- [Task prompt]
Looking at the records below, please say how many lines contain the word "rename", as a bare number.

══════

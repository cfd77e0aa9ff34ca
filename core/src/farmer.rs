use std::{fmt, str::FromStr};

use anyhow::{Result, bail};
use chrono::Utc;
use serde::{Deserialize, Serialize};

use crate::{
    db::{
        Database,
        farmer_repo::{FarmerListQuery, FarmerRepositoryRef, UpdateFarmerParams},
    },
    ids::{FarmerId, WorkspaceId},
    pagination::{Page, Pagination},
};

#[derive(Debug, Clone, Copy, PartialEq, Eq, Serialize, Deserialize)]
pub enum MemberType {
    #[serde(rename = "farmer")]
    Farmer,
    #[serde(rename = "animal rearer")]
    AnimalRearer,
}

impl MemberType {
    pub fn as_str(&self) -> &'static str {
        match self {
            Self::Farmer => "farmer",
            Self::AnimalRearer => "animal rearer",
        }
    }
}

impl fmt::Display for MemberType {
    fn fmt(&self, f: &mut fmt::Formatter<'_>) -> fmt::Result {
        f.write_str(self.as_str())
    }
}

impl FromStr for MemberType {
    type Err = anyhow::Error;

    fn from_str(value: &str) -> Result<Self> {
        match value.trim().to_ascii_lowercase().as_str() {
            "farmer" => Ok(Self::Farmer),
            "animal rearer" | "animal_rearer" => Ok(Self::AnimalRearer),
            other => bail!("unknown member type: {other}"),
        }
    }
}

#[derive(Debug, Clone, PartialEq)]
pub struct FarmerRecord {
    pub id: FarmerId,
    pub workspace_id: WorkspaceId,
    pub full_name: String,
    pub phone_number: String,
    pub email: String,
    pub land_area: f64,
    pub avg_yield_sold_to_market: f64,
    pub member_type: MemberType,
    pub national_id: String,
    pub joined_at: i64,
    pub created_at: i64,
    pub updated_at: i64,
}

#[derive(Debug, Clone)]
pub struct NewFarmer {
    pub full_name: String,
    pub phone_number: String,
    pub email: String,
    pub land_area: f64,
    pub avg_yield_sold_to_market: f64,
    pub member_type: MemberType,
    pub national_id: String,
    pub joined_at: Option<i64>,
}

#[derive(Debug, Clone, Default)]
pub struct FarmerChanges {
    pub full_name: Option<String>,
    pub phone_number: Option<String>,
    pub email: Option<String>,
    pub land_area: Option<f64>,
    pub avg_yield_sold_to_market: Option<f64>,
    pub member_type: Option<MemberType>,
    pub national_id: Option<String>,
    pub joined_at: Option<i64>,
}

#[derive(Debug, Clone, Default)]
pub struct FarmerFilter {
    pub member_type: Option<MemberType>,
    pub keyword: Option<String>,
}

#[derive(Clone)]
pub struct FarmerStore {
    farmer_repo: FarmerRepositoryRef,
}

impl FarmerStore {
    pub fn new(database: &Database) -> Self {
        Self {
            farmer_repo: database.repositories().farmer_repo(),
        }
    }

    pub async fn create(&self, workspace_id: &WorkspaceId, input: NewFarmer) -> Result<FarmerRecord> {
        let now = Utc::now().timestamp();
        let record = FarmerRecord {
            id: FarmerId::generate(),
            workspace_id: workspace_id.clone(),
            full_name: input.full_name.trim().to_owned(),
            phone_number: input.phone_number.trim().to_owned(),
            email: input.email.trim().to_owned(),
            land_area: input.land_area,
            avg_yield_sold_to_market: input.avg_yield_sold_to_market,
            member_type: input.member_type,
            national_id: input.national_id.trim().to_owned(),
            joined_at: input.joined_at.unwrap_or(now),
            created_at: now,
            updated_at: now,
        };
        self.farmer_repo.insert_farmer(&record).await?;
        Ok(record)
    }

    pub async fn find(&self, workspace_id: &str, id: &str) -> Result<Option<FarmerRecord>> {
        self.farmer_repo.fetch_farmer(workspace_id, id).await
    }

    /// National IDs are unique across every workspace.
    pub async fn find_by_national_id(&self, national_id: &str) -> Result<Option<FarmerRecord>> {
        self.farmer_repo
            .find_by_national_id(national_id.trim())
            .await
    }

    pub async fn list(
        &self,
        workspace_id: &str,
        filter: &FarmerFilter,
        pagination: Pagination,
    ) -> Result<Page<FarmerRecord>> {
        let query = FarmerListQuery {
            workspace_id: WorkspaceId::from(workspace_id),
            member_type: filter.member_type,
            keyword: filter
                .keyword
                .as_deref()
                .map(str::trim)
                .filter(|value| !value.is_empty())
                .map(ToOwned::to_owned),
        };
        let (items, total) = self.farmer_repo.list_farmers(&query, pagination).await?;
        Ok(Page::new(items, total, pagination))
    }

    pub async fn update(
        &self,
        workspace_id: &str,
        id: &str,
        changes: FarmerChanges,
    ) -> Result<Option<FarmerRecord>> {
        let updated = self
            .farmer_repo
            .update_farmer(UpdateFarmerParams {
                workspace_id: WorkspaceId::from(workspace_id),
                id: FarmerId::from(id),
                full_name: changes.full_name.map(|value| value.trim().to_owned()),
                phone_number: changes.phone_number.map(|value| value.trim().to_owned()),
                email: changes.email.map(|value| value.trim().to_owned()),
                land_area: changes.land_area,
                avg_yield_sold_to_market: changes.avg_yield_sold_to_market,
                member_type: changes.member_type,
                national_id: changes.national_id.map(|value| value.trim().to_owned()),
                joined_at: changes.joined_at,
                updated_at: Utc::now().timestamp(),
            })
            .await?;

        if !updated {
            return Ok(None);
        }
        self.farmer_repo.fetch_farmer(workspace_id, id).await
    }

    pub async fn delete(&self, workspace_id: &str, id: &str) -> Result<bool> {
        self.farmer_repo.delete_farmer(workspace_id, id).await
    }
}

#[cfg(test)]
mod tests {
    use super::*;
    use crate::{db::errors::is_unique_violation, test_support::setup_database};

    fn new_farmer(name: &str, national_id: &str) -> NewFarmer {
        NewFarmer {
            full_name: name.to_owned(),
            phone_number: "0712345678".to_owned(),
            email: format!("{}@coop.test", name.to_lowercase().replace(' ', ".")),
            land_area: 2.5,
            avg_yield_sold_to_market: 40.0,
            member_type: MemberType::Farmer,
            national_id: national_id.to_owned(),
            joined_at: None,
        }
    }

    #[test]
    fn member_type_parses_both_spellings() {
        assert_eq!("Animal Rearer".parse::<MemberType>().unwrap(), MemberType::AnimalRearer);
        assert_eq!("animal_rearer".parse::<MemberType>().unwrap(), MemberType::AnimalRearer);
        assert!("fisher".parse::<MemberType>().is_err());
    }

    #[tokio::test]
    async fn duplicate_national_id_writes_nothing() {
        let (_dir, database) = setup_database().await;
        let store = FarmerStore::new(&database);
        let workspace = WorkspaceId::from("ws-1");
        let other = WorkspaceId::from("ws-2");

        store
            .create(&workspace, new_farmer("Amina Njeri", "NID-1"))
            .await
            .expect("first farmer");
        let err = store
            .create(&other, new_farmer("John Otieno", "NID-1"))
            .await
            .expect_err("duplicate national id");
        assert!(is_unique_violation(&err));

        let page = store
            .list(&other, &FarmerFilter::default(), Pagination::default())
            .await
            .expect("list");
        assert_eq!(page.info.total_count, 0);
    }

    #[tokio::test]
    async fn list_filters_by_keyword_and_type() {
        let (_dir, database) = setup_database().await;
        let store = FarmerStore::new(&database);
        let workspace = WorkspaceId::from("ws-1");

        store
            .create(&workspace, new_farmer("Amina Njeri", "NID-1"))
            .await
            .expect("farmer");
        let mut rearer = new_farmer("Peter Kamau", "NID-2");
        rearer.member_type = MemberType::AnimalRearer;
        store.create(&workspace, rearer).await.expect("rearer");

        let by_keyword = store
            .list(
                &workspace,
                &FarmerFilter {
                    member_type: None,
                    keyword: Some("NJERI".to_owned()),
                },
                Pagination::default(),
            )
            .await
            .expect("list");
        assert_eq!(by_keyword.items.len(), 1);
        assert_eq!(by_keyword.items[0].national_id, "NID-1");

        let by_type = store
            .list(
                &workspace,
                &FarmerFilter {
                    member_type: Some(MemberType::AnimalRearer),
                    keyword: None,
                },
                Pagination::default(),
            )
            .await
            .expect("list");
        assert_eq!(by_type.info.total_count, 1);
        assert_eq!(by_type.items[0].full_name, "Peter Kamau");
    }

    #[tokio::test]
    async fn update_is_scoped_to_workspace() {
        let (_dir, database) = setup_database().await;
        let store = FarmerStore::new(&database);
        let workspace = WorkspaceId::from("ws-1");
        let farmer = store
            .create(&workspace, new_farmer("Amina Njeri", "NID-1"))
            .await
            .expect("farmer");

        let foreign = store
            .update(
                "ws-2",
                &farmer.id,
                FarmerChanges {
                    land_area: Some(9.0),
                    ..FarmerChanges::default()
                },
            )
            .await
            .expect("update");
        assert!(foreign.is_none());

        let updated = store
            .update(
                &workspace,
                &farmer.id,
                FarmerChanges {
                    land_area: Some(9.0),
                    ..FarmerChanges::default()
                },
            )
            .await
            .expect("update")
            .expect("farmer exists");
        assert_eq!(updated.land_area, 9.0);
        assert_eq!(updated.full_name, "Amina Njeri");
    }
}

══════

- [Written response]
2